Live Science ^ | 02/11/2014 | Benjamin Radford

Posted on 02/11/2014 6:55:58 AM PST by SeekAndFind

A veteran custodian of Loch Ness monster sightings is concerned that Nessie has not been seen in well over a year, and may be gone, according to a news report. This is the first time in nearly 90 years that such a lengthy lag in sightings has occurred.

Gary Campbell, who lives in Inverness in the United Kingdom has been keeping records of Loch Ness monster sightings for the past 17 years and has put together a list of sightings that goes back some 1,500 years, according to the BBC News.  

"It's very upsetting news and we don't know where she's gone," BBC News quoted Campbell as saying. "The number of sightings has been reducing since the turn of the century but this is the first time in almost 90 years that Nessie wasn't seen at all." (Apparently three reports of possible Nessie sightings in 2013 were discredited after closer scrutiny, The Inverness Courier reported.)

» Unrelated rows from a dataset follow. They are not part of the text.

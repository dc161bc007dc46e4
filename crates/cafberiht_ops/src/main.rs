use cafberiht_ops::{accumulate, CoreCafberiht, CAFBERIHT_WIDTH};

use anyhow::Result;

use std::io::Write;

fn main() {
    if let Err(e) = try_main() {
        eprintln!("{:?}", e);
        std::process::exit(1)
    }
}

fn try_main() -> Result<()> {
    let mut cafberiht = CoreCafberiht::default();
    let accumulator = accumulate(&mut cafberiht);

    let mut stdout = std::io::stdout().lock();
    writeln!(
        stdout,
        "Final Value: {}, For Cafberiht Width of: {}",
        accumulator.value(),
        CAFBERIHT_WIDTH
    )?;
    Ok(())
}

This is not the first time Nessie has been a no show; in fact, there are no reports of the beast until less than a century ago. The Loch Ness monster first achieved notoriety in 1933 after a story was published in a local newspaper describing not a monstrous head or hump but instead a splashing in the water that appeared to be caused "by two ducks fighting." A famous photograph showing a mysterious head and neck brought Nessie international fame, but was revealed to be hoax decades later. [Rumor or Reality: The 10 Creatures of Cryptozoology]

Some claim that the Loch Ness monster was first reported in A.D. 565, when St. Columba turned away a giant beast threatening a man in the Ness River,

(Excerpt) Read more at livescience.com ...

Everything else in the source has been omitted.